## SUPPLIED ENTRIES
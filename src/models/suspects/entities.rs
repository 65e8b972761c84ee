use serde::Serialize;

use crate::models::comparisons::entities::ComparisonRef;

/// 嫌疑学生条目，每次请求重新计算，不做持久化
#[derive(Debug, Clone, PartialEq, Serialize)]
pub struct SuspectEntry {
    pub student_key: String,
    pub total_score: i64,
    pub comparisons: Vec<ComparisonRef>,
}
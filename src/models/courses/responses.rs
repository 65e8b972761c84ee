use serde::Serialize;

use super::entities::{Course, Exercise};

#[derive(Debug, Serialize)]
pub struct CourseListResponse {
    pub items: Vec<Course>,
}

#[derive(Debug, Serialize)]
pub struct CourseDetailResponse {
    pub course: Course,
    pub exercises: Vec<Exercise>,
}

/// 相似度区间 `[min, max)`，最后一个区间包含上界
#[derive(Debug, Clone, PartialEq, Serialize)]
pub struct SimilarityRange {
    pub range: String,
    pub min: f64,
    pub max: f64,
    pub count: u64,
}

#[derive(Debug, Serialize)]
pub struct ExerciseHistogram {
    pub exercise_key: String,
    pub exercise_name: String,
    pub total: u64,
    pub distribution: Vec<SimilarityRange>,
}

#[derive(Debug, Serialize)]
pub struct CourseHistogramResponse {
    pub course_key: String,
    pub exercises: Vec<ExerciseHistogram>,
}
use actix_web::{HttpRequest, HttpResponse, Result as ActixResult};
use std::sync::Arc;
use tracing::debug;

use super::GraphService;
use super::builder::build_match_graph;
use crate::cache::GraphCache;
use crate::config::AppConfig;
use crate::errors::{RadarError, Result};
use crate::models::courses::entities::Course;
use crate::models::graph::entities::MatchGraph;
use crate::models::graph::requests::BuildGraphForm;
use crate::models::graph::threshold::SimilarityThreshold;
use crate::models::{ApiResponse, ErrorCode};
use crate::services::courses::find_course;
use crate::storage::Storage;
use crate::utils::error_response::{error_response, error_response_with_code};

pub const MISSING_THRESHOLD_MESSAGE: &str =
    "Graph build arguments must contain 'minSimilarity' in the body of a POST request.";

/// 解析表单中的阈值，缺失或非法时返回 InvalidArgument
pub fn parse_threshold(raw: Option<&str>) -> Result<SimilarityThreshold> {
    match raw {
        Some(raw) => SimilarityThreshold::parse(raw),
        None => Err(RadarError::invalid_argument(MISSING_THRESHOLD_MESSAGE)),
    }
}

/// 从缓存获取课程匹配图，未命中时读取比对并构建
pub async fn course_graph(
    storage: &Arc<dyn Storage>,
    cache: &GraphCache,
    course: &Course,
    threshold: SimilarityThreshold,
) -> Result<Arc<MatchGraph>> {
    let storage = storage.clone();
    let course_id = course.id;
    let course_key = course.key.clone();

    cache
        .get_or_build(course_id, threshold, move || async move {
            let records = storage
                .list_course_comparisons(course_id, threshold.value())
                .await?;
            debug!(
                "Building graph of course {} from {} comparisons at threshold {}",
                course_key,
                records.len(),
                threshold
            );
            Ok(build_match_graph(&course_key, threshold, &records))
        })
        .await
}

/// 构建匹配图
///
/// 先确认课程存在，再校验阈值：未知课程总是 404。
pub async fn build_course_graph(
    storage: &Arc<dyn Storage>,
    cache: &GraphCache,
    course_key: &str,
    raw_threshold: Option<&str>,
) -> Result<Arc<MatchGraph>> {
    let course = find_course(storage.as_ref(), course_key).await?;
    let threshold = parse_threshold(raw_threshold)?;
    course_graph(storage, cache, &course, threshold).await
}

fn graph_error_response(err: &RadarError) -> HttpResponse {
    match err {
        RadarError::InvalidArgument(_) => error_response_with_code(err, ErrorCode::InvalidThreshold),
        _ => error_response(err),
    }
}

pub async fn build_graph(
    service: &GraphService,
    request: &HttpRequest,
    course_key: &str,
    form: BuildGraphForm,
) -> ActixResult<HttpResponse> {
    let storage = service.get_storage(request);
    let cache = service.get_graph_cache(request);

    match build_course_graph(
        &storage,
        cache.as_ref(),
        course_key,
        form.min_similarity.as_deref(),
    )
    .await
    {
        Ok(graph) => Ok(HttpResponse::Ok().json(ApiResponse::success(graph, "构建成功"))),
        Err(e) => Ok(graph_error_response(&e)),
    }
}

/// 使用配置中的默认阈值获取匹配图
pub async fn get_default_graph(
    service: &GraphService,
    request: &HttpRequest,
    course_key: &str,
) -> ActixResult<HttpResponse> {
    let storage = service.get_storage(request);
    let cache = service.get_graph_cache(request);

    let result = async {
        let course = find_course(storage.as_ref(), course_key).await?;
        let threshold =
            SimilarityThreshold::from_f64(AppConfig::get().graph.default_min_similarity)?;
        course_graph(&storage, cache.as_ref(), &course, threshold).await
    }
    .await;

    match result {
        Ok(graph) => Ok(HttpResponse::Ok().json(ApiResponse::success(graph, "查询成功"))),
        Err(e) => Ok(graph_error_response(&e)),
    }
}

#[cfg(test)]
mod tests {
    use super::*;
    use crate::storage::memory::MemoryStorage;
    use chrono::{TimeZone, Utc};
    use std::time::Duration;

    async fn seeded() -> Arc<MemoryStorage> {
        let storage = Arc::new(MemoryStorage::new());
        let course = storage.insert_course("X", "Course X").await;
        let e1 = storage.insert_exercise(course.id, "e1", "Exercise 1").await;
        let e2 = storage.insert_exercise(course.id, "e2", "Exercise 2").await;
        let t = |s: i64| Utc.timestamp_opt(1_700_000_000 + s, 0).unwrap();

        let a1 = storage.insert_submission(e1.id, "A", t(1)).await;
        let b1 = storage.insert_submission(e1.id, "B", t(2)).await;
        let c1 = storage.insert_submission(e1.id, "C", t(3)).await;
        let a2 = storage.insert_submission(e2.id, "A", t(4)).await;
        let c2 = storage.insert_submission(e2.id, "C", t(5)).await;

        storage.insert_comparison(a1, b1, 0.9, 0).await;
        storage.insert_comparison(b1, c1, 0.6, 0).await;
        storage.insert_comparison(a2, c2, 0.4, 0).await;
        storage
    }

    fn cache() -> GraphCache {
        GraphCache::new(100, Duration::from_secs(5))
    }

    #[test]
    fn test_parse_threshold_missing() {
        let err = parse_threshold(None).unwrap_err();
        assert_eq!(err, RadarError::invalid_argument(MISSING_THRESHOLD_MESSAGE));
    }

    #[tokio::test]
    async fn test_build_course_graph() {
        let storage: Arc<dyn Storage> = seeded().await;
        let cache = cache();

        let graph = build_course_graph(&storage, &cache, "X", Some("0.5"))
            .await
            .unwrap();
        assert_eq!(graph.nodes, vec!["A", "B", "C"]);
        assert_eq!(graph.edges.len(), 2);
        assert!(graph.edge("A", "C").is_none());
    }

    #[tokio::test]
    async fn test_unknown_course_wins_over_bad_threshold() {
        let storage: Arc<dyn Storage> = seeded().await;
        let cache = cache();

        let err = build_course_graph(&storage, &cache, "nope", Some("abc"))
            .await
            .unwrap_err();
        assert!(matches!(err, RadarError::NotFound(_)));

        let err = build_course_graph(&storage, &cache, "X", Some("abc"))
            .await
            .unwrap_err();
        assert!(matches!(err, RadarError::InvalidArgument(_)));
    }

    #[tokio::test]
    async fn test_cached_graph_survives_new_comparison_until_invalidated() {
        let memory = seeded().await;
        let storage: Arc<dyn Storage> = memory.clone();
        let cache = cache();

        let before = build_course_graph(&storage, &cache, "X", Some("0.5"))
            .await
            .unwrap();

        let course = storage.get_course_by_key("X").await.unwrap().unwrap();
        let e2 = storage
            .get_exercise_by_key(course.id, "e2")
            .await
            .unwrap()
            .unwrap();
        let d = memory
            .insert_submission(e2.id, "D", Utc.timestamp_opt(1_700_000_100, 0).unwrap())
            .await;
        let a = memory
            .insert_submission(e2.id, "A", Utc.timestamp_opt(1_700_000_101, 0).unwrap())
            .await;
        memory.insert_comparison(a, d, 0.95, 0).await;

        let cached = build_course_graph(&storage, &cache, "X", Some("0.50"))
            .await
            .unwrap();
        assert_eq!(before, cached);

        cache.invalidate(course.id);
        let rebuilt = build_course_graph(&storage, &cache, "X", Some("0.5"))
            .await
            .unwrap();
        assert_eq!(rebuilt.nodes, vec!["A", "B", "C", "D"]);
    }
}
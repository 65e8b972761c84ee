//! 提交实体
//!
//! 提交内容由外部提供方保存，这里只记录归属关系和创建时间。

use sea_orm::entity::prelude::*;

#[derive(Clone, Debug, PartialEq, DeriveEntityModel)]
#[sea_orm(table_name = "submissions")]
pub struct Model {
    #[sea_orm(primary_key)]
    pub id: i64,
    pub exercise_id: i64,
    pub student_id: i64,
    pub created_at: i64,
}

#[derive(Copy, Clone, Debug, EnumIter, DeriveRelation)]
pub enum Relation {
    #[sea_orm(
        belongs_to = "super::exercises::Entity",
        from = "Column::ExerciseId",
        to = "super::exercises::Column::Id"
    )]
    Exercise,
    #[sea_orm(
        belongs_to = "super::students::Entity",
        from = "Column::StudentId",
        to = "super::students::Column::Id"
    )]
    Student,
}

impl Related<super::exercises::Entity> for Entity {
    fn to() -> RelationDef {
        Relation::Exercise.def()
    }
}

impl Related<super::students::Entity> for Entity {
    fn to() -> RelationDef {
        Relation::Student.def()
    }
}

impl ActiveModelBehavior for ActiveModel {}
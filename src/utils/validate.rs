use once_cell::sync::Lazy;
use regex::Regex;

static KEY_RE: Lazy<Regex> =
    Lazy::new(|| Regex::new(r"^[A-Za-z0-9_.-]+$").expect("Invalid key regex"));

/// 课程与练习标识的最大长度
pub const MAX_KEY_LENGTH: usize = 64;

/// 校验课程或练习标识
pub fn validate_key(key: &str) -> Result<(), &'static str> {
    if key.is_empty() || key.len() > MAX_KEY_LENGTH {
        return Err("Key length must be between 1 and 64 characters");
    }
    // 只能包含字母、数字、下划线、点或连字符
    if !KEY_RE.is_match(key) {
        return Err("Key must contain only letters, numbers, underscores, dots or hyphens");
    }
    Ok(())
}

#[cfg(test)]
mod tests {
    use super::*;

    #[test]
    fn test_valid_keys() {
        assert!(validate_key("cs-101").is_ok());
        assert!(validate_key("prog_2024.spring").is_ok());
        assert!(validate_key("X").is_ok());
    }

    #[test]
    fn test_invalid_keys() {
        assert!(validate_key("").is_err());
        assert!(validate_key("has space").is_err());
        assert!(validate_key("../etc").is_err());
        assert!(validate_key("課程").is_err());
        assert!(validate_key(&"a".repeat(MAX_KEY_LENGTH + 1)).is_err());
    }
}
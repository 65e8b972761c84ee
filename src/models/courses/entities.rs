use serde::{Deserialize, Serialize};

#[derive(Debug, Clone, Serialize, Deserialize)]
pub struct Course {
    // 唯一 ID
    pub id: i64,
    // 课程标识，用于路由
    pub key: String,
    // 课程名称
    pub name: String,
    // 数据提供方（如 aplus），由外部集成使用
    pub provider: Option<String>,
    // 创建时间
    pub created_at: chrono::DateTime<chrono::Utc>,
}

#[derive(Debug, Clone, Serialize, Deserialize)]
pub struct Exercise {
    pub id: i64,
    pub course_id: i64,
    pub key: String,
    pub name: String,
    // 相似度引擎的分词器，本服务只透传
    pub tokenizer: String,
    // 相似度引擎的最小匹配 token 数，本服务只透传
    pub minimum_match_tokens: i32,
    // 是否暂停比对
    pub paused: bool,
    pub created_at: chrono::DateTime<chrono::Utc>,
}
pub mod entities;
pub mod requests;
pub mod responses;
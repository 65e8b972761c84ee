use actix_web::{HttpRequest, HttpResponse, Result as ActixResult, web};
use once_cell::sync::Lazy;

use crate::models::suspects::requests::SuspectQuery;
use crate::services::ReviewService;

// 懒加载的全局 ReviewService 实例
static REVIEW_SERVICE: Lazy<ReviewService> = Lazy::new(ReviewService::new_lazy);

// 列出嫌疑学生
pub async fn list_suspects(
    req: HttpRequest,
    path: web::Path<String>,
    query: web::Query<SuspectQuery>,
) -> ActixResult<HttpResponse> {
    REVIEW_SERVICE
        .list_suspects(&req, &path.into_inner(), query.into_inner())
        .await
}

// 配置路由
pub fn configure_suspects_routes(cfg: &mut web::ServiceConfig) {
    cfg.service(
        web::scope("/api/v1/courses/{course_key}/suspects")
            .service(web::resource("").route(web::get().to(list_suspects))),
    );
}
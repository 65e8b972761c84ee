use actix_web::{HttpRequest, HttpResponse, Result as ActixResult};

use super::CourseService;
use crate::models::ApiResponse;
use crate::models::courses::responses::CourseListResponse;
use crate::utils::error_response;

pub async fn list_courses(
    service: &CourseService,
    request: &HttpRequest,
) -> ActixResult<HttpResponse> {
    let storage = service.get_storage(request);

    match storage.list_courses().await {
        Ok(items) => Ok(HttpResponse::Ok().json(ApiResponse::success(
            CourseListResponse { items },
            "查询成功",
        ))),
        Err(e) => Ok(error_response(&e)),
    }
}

## ACTIVITY
From the data above, copy out every line with the string "success" in it.

## REPLY
        Ok(graph) => Ok(HttpResponse::Ok().json(ApiResponse::success(graph, "构建成功"))),
        Ok(graph) => Ok(HttpResponse::Ok().json(ApiResponse::success(graph, "查询成功"))),
        Ok(items) => Ok(HttpResponse::Ok().json(ApiResponse::success(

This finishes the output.